* PROBLEM STATEMENT
Whenever a line in the records below contains "blocking", pick it out.

---------- INPUT RECORDS

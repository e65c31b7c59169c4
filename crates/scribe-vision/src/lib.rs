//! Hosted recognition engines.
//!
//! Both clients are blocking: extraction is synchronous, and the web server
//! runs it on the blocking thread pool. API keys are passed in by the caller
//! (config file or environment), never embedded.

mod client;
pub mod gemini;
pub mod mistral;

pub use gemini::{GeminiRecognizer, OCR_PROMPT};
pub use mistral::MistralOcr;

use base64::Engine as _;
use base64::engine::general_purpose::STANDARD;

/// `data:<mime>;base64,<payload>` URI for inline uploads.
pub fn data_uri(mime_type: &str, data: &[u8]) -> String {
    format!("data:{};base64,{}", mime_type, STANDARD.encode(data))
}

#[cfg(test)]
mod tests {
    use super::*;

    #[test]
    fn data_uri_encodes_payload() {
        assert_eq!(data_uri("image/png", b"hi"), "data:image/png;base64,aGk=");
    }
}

--------------------
---------- INPUT RECORDS

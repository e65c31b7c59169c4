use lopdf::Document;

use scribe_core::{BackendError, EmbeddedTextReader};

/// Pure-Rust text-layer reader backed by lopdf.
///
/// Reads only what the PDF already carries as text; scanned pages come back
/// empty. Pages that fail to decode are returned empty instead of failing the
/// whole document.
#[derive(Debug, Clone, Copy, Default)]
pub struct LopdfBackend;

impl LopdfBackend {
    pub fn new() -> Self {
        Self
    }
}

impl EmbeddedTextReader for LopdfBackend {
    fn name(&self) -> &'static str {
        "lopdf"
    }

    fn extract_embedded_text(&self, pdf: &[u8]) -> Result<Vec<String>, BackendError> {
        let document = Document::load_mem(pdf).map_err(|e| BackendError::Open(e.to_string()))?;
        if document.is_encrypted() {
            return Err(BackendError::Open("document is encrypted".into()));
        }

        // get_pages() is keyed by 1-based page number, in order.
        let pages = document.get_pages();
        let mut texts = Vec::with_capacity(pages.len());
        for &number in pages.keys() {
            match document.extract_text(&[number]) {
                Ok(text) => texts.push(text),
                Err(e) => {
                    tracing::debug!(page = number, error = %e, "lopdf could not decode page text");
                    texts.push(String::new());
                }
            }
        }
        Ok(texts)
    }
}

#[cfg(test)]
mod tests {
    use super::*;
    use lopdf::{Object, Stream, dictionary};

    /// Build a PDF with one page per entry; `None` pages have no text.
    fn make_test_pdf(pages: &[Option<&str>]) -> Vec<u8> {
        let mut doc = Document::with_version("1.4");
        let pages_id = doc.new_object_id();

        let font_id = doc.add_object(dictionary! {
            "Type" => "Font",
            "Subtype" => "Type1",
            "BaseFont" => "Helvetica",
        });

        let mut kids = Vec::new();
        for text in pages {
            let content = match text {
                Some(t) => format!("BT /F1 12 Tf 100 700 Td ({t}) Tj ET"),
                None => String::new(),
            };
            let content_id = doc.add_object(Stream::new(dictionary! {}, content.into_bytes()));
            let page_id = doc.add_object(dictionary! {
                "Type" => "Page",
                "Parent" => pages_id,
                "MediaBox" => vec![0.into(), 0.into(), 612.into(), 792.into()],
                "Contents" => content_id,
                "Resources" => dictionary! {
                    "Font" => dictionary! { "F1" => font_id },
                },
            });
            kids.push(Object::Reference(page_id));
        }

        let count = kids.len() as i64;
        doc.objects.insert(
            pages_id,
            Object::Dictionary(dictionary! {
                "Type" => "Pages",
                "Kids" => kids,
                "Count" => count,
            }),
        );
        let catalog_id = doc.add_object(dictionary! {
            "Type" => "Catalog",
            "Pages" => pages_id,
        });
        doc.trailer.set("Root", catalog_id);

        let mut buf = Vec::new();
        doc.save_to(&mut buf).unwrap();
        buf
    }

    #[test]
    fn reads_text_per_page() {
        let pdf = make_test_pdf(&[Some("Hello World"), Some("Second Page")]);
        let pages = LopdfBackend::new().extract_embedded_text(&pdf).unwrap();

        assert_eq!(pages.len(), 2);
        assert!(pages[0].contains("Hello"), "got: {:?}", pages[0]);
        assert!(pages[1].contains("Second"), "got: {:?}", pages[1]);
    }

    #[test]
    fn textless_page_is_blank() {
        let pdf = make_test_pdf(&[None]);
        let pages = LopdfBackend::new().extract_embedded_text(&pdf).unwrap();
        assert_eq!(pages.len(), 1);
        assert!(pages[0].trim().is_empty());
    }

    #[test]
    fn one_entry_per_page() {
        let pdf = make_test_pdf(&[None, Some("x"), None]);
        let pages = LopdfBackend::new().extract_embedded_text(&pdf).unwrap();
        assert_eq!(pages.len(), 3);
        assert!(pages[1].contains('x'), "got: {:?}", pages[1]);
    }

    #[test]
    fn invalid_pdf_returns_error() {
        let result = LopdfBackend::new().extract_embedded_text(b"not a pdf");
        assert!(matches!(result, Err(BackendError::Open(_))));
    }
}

--------------------

* ANSWER BELOW
//! Both clients are blocking: extraction is synchronous, and the web server
//! runs it on the blocking thread pool. API keys are passed in by the caller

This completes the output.